Pedunculated lipomas are benign tumors that most frequently arise from the mesentery of the small intestine and remain attached by a pedicle. Obstruction of intestine by a pedunculated lipoma is one of the more commonly encountered causes of colic requiring surgical management. Geldings and ponies are know to be at a greater risk of colic resulting from pedunculated lipomas than are other horses. Upon review of the records of 17 horses that were evaluated and treated because of colic caused by pedunculated lipomas between 1983 and 1990, the mean age of the horses was determined to be 16.6 + 3.9 years. Most obstructions are closed loop strangulating obstructions resulting from the pedicle becoming wrapped around a length of intestine and the lipoma tucking itself underneath this band. The resulting tight compression occludes the lumen of the intestine and corresponding mesenteric vessels. At laparotomy, the strangulated loop of bowel frequently shows advanced infarction appearing reddish-black with very thin walls, suggesting that arterial occlusion may occur very soon after initiation of the obstruction. In contrast, in horses with non-strangulating obstruction, the lipomas are frequently large and the pedicle is drawn firmly across the intestine by the weight of the lipoma resulting in obstruction without vascular impairment. Alternatively, having encircled the gut, the lipoma may become enveloped in the mesentery.

Pedunculated lipomas start as localized plaques of fat between the two serosal layers of mesentery. As these aggregations enlarge, the overlying serosa stretches forming a pedicle, which lengthens as the weight of the lipoma increases. While many old horses and ponies have one or more lipomas attached to mesentery, only a small proportion of these animals develop strangulating obstruction. How the lipoma becomes intricately wrapped around a loop of intestine, which may be several meters long, is unknown. The weight of the lipoma, the length of the pedicle and sufficient momentum resulting from movement of the horse or intestinal motility would seem likely contributory factors in this bizarre accidental obstruction of small intestine and, much less commonly, small colon. Only one report of strangulation of the small colon has appeared in the literature. The paper describes the extensive resection and anastomosis of the descending colon of a horse after strangulation by the pedicle of a mesenteric lipoma originating from the mesocolon.

Gastric reflux is a common clinical finding in cases of small intestinal obstruction associated with ileus and buildup of fluid anterior to the obstruction. Deboom (1975) suggests that this reflux may result from compression of the proximal duodenum by the gradual distention of the large intestine through the proximity of the attachment of these two structures, or perhaps from the effects of severe pain leading to a generalized ileus. Some reports suggest that horses with descending colon obstruction often present with mild changes and, as time progresses, there is a slow deterioration of clinical signs, and hematological and peritoneal fluid values associated with buildup of fluid and gas anterior to the obstruction.

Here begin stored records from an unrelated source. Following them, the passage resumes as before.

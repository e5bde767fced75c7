use serde::{Deserialize, Serialize};
use std::fmt;
use std::fs::File;
use std::io::{self, Read};
use std::path::Path;

pub const SNIFF_LEN: usize = 261;

#[derive(Debug, Clone, Copy, PartialEq, Eq, Serialize, Deserialize)]
#[serde(rename_all = "lowercase")]
pub enum ImageKind {
    Jpeg,
    Jpeg2000,
    Png,
    Gif,
    Webp,
    Cr2,
    Tiff,
    Bmp,
    Jxr,
    Psd,
    Ico,
    Heif,
    Avif,
}

impl ImageKind {
    pub const fn name(self) -> &'static str {
        match self {
            Self::Jpeg => "JPEG",
            Self::Jpeg2000 => "JPEG 2000",
            Self::Png => "PNG",
            Self::Gif => "GIF",
            Self::Webp => "WebP",
            Self::Cr2 => "CR2",
            Self::Tiff => "TIFF",
            Self::Bmp => "BMP",
            Self::Jxr => "JPEG XR",
            Self::Psd => "PSD",
            Self::Ico => "ICO",
            Self::Heif => "HEIF",
            Self::Avif => "AVIF",
        }
    }
}

impl fmt::Display for ImageKind {
    fn fmt(&self, f: &mut fmt::Formatter<'_>) -> fmt::Result {
        f.write_str(self.name())
    }
}

pub fn detect_image(head: &[u8]) -> Option<ImageKind> {
    if head.starts_with(&[0xFF, 0xD8, 0xFF]) {
        return Some(ImageKind::Jpeg);
    }
    if head.len() > 12
        && head.starts_with(&[
            0x00, 0x00, 0x00, 0x0C, 0x6A, 0x50, 0x20, 0x20, 0x0D, 0x0A, 0x87, 0x0A,
        ])
        && head[12] == 0x00
    {
        return Some(ImageKind::Jpeg2000);
    }
    if head.starts_with(&[0x89, 0x50, 0x4E, 0x47]) {
        return Some(ImageKind::Png);
    }
    if head.starts_with(b"GIF") {
        return Some(ImageKind::Gif);
    }
    if head.len() >= 12 && head.starts_with(b"RIFF") && &head[8..12] == b"WEBP" {
        return Some(ImageKind::Webp);
    }

    let tiff_header = head.starts_with(b"II*\0") || head.starts_with(b"MM\0*");
    if tiff_header && head.len() > 9 && head[8] == b'C' && head[9] == b'R' {
        return Some(ImageKind::Cr2);
    }
    if tiff_header {
        return Some(ImageKind::Tiff);
    }

    if head.starts_with(b"BM") {
        return Some(ImageKind::Bmp);
    }
    if head.starts_with(&[0x49, 0x49, 0xBC]) {
        return Some(ImageKind::Jxr);
    }
    if head.starts_with(b"8BPS") {
        return Some(ImageKind::Psd);
    }
    if head.starts_with(&[0x00, 0x00, 0x01, 0x00]) {
        return Some(ImageKind::Ico);
    }

    detect_iso_bmff(head)
}

pub fn is_image(head: &[u8]) -> bool {
    detect_image(head).is_some()
}

pub fn read_head(path: &Path) -> io::Result<Vec<u8>> {
    let file = File::open(path)?;
    let mut head = Vec::with_capacity(SNIFF_LEN);
    file.take(SNIFF_LEN as u64).read_to_end(&mut head)?;
    Ok(head)
}

// HEIF family: `ftyp` box with the major brand at offset 8.
fn detect_iso_bmff(head: &[u8]) -> Option<ImageKind> {
    if head.len() < 12 || &head[4..8] != b"ftyp" {
        return None;
    }
    match &head[8..12] {
        b"heic" | b"heix" | b"hevc" | b"hevx" | b"heim" | b"heis" | b"mif1" | b"msf1" => {
            Some(ImageKind::Heif)
        }
        b"avif" | b"avis" => Some(ImageKind::Avif),
        _ => None,
    }
}

#[cfg(test)]
mod tests {
    use super::*;
    use std::fs;
    use tempfile::tempdir;

    fn padded(prefix: &[u8]) -> Vec<u8> {
        let mut bytes = prefix.to_vec();
        bytes.resize(32, 0);
        bytes
    }

    #[test]
    fn detects_common_formats() {
        assert_eq!(
            detect_image(&padded(&[0xFF, 0xD8, 0xFF, 0xE1])),
            Some(ImageKind::Jpeg)
        );
        assert_eq!(
            detect_image(&padded(&[0x89, 0x50, 0x4E, 0x47, 0x0D, 0x0A, 0x1A, 0x0A])),
            Some(ImageKind::Png)
        );
        assert_eq!(detect_image(&padded(b"GIF89a")), Some(ImageKind::Gif));
        assert_eq!(
            detect_image(&padded(b"RIFF\x10\x00\x00\x00WEBPVP8 ")),
            Some(ImageKind::Webp)
        );
        assert_eq!(detect_image(&padded(b"BM")), Some(ImageKind::Bmp));
    }

    #[test]
    fn cr2_is_distinguished_from_tiff() {
        assert_eq!(
            detect_image(&padded(b"II*\0\x10\0\0\0CR\x02\0")),
            Some(ImageKind::Cr2)
        );
        assert_eq!(
            detect_image(&padded(b"II*\0\x08\0\0\0")),
            Some(ImageKind::Tiff)
        );
        assert_eq!(
            detect_image(&padded(b"MM\0*\0\0\0\x08")),
            Some(ImageKind::Tiff)
        );
    }

    #[test]
    fn heif_and_avif_brands() {
        assert_eq!(
            detect_image(&padded(b"\0\0\0\x18ftypheic")),
            Some(ImageKind::Heif)
        );
        assert_eq!(
            detect_image(&padded(b"\0\0\0\x1cftypavif")),
            Some(ImageKind::Avif)
        );
        assert_eq!(detect_image(&padded(b"\0\0\0\x18ftypisom")), None);
    }

    #[test]
    fn webp_needs_riff_container() {
        assert_eq!(detect_image(&padded(b"ABCD\x10\0\0\0WEBPVP8 ")), None);
        assert_eq!(
            detect_image(&padded(b"RIFF\x10\0\0\0WEBPVP8 ")),
            Some(ImageKind::Webp)
        );
    }

    #[test]
    fn rejects_text_and_short_input() {
        assert!(!is_image(b"hello, world\n"));
        assert!(!is_image(&[]));
        assert!(!is_image(&[0xFF, 0xD8]));
    }

    #[test]
    fn read_head_caps_prefix_length() {
        let temp = tempdir().expect("tempdir");
        let long = temp.path().join("long.bin");
        let short = temp.path().join("short.bin");
        fs::write(&long, vec![0xAB; 1024]).expect("write long");
        fs::write(&short, b"abc").expect("write short");

        assert_eq!(read_head(&long).expect("read long").len(), SNIFF_LEN);
        assert_eq!(read_head(&short).expect("read short"), b"abc".to_vec());
    }
}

Treatment of a strangulating lipoma involves resection of the lipoma at the base of its pedicle and resection of any compromised intestine. The decision on whether to resect, and how much to resect, is a judgement made for each individual case. Evaluation of the color of the serosa and mesentery, reflex motility, a pulse in the mesenteric vessels and evaluation of the mucosa via enterotomy are the most frequently used criteria. The incidence of complications following resection and anastomosis of the affected intestine appears to be high. Contamination is difficult to control because of high intraluminal bacterial count and particulate matter within the lumen.

Various postoperative treatment regimes have been recommended to minimize complications at surgery. A combination of antimicrobials to provide broad spectrum activity is recommended. Ideally, food should be withheld for a minimum of 24 hours, then re-introduced slowly to minimize the bulk of feed passing through the surgical site and combined with fecal softeners to reduce tension on the anastomosis. Aggressive peritoneal lavage, with heparin added to the lavage solution, frequent walking, anti-inflammatory medications, and motility stimulants may be used to minimize formation of abdominal adhesions.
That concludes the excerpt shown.